***** Supplied entries

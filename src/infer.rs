//! Type inferencer (spec §4.5): classifies each observed field into the
//! narrowest type on the NULL -> BOOL -> INT64 -> FLOAT64 -> STRING lattice
//! that can hold it, then widens the column's resolved type to cover it.
//!
//! Classification reuses `convert`'s own parse probes rather than
//! re-implementing the predicates, so a value that is judged to be, say,
//! INT64 here is guaranteed to actually convert as INT64 later.

use crate::convert::{try_parse_bool, try_parse_float64, try_parse_int64};
use crate::options::ConvertOptions;
use crate::schema::{DataType, SchemaRegistry};

pub struct TypeInferencer<'a> {
    options: &'a ConvertOptions,
}

impl<'a> TypeInferencer<'a> {
    pub fn new(options: &'a ConvertOptions) -> Self {
        Self { options }
    }

    /// The narrowest type that can hold `trimmed` on its own, ignoring any
    /// other value seen for the column. A null match returns `Null`, which
    /// is the lattice bottom and leaves a column's resolved type unchanged
    /// until a non-null value is observed.
    pub fn classify(&self, trimmed: &[u8]) -> DataType {
        if self.options.is_null(trimmed) {
            return DataType::Null;
        }
        if try_parse_bool(trimmed, self.options).is_some() {
            return DataType::Bool;
        }
        if try_parse_int64(
            trimmed,
            self.options.is_cobol,
            &self.options.pos_values,
            &self.options.neg_values,
        )
        .is_some()
        {
            return DataType::Int64;
        }
        if try_parse_float64(trimmed).is_some() {
            return DataType::Float64;
        }
        DataType::String
    }

    /// Folds one observed field into `registry`'s resolved type for
    /// `column`, unless that column has a declared (non-inferred) type.
    /// Returns whether the registry's type for `column` changed.
    pub fn observe(&self, registry: &mut SchemaRegistry, column: &str, trimmed: &[u8]) -> bool {
        let observed = self.classify(trimmed);
        registry.widen(column, observed)
    }
}
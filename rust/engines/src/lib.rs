//! Reversi Computer Player
//!
//! Picks a move for the computer side from the rules engine's list of legal
//! moves. Two engines are available, selected per call by [`Difficulty`]:
//! - `random`: any legal move, uniformly
//! - `positional`: one-ply static evaluation (cell weight + captures), random
//!   among equally good moves
//!
//! Neither engine searches beyond the move being considered. Randomness comes
//! from the caller's `Rng`, so a seeded generator makes play reproducible.

pub mod difficulty;
pub mod positional;
pub mod random;

use rand::Rng;
use reversi_board::{AvailableMove, Board, Side};

pub use difficulty::{Difficulty, ParseDifficultyError};
pub use positional::{best_moves, compute_move_scores, score_move, CAPTURE_WEIGHT, WEIGHTS};

/// Choose one of `moves` according to `difficulty`
///
/// `moves` is expected to be non-empty; an empty slice yields None.
pub fn choose_move<'a, R: Rng + ?Sized>(
    moves: &'a [AvailableMove],
    difficulty: Difficulty,
    rng: &mut R,
) -> Option<&'a AvailableMove> {
    match difficulty {
        Difficulty::Easy => random::choose(moves, rng),
        Difficulty::Hard => positional::choose(moves, rng),
    }
}

/// Compute the computer's move for `side` straight from a board
///
/// # Returns
/// The chosen move with its flip sequence, or None if `side` has no legal move
pub fn compute_move<R: Rng + ?Sized>(
    board: &Board,
    side: Side,
    difficulty: Difficulty,
    rng: &mut R,
) -> Option<AvailableMove> {
    let moves = board.available_moves(side);
    let chosen = choose_move(&moves, difficulty, rng).cloned();
    if let Some(mv) = &chosen {
        log::debug!(
            "{} ({}) plays ({}, {}) capturing {}",
            side,
            difficulty,
            mv.row,
            mv.col,
            mv.captures()
        );
    }
    chosen
}
//! Random engine: any legal move, each equally likely

use rand::seq::SliceRandom;
use rand::Rng;
use reversi_board::AvailableMove;

/// Pick uniformly among `moves`, or None if there are none
pub fn choose<'a, R: Rng + ?Sized>(
    moves: &'a [AvailableMove],
    rng: &mut R,
) -> Option<&'a AvailableMove> {
    moves.choose(rng)
}
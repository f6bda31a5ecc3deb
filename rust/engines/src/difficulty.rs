//! Difficulty selector for the computer player

use std::fmt;
use std::str::FromStr;

use thiserror::Error;

#[derive(Debug, Clone, PartialEq, Eq, Error)]
#[error("unknown difficulty {0:?}, expected \"easy\" or \"hard\"")]
pub struct ParseDifficultyError(pub String);

/// Which selection branch the computer uses on its next move
#[derive(Clone, Copy, PartialEq, Eq, Hash, Debug, Default)]
pub enum Difficulty {
    /// Uniformly random legal move
    Easy,
    /// Positional weight plus capture count, random among the best
    #[default]
    Hard,
}

impl Difficulty {
    pub fn as_str(&self) -> &'static str {
        match self {
            Difficulty::Easy => "easy",
            Difficulty::Hard => "hard",
        }
    }
}

impl fmt::Display for Difficulty {
    fn fmt(&self, f: &mut fmt::Formatter<'_>) -> fmt::Result {
        f.write_str(self.as_str())
    }
}

impl FromStr for Difficulty {
    type Err = ParseDifficultyError;

    fn from_str(s: &str) -> Result<Self, Self::Err> {
        match s.trim().to_ascii_lowercase().as_str() {
            "easy" => Ok(Difficulty::Easy),
            "hard" => Ok(Difficulty::Hard),
            _ => Err(ParseDifficultyError(s.to_string())),
        }
    }
}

**********

Task item. A verbatim copy of all the entries above is requested.

Task response.
filename src/infer.rs
//! Type inferencer (spec §4.5): classifies each observed field into the
//! narrowest type on the NULL -> BOOL -> INT64 -> FLOAT64 -> STRING lattice
//! that can hold it, then widens the column's resolved type to cover it.
//!
//! Classification reuses `convert`'s own parse probes rather than
//! re-implementing the predicates, so a value that is judged to be, say,
//! INT64 here is guaranteed to actually convert as INT64 later.

use crate::convert::{try_parse_bool, try_parse_float64, try_parse_int64};
use crate::options::ConvertOptions;
use crate::schema::{DataType, SchemaRegistry};

pub struct TypeInferencer<'a> {
    options: &'a ConvertOptions,
}

impl<'a> TypeInferencer<'a> {
    pub fn new(options: &'a ConvertOptions) -> Self {
        Self { options }
    }

    /// The narrowest type that can hold `trimmed` on its own, ignoring any
    /// other value seen for the column. A null match returns `Null`, which
    /// is the lattice bottom and leaves a column's resolved type unchanged
    /// until a non-null value is observed.
    pub fn classify(&self, trimmed: &[u8]) -> DataType {
        if self.options.is_null(trimmed) {
            return DataType::Null;
        }
        if try_parse_bool(trimmed, self.options).is_some() {
            return DataType::Bool;
        }
        if try_parse_int64(
            trimmed,
            self.options.is_cobol,
            &self.options.pos_values,
            &self.options.neg_values,
        )
        .is_some()
        {
            return DataType::Int64;
        }
        if try_parse_float64(trimmed).is_some() {
            return DataType::Float64;
        }
        DataType::String
    }

    /// Folds one observed field into `registry`'s resolved type for
    /// `column`, unless that column has a declared (non-inferred) type.
    /// Returns whether the registry's type for `column` changed.
    pub fn observe(&self, registry: &mut SchemaRegistry, column: &str, trimmed: &[u8]) -> bool {
        let observed = self.classify(trimmed);
        registry.widen(column, observed)
    }
}
filename rust/engines/src/lib.rs
//! Reversi Computer Player
//!
//! Picks a move for the computer side from the rules engine's list of legal
//! moves. Two engines are available, selected per call by [`Difficulty`]:
//! - `random`: any legal move, uniformly
//! - `positional`: one-ply static evaluation (cell weight + captures), random
//!   among equally good moves
//!
//! Neither engine searches beyond the move being considered. Randomness comes
//! from the caller's `Rng`, so a seeded generator makes play reproducible.

pub mod difficulty;
pub mod positional;
pub mod random;

use rand::Rng;
use reversi_board::{AvailableMove, Board, Side};

pub use difficulty::{Difficulty, ParseDifficultyError};
pub use positional::{best_moves, compute_move_scores, score_move, CAPTURE_WEIGHT, WEIGHTS};

/// Choose one of `moves` according to `difficulty`
///
/// `moves` is expected to be non-empty; an empty slice yields None.
pub fn choose_move<'a, R: Rng + ?Sized>(
    moves: &'a [AvailableMove],
    difficulty: Difficulty,
    rng: &mut R,
) -> Option<&'a AvailableMove> {
    match difficulty {
        Difficulty::Easy => random::choose(moves, rng),
        Difficulty::Hard => positional::choose(moves, rng),
    }
}

/// Compute the computer's move for `side` straight from a board
///
/// # Returns
/// The chosen move with its flip sequence, or None if `side` has no legal move
pub fn compute_move<R: Rng + ?Sized>(
    board: &Board,
    side: Side,
    difficulty: Difficulty,
    rng: &mut R,
) -> Option<AvailableMove> {
    let moves = board.available_moves(side);
    let chosen = choose_move(&moves, difficulty, rng).cloned();
    if let Some(mv) = &chosen {
        log::debug!(
            "{} ({}) plays ({}, {}) capturing {}",
            side,
            difficulty,
            mv.row,
            mv.col,
            mv.captures()
        );
    }
    chosen
}
//! Random engine: any legal move, each equally likely

use rand::seq::SliceRandom;
use rand::Rng;
use reversi_board::AvailableMove;

/// Pick uniformly among `moves`, or None if there are none
pub fn choose<'a, R: Rng + ?Sized>(
    moves: &'a [AvailableMove],
    rng: &mut R,
) -> Option<&'a AvailableMove> {
    moves.choose(rng)
}
repository f6bda31a5ecc3deb
filename rust/engines/src/difficulty.rs
//! Difficulty selector for the computer player

use std::fmt;
use std::str::FromStr;

use thiserror::Error;

#[derive(Debug, Clone, PartialEq, Eq, Error)]
#[error("unknown difficulty {0:?}, expected \"easy\" or \"hard\"")]
pub struct ParseDifficultyError(pub String);

/// Which selection branch the computer uses on its next move
#[derive(Clone, Copy, PartialEq, Eq, Hash, Debug, Default)]
pub enum Difficulty {
    /// Uniformly random legal move
    Easy,
    /// Positional weight plus capture count, random among the best
    #[default]
    Hard,
}

impl Difficulty {
    pub fn as_str(&self) -> &'static str {
        match self {
            Difficulty::Easy => "easy",
            Difficulty::Hard => "hard",
        }
    }
}

impl fmt::Display for Difficulty {
    fn fmt(&self, f: &mut fmt::Formatter<'_>) -> fmt::Result {
        f.write_str(self.as_str())
    }
}

impl FromStr for Difficulty {
    type Err = ParseDifficultyError;

    fn from_str(s: &str) -> Result<Self, Self::Err> {
        match s.trim().to_ascii_lowercase().as_str() {
            "easy" => Ok(Difficulty::Easy),
            "hard" => Ok(Difficulty::Hard),
            _ => Err(ParseDifficultyError(s.to_string())),
        }
    }
}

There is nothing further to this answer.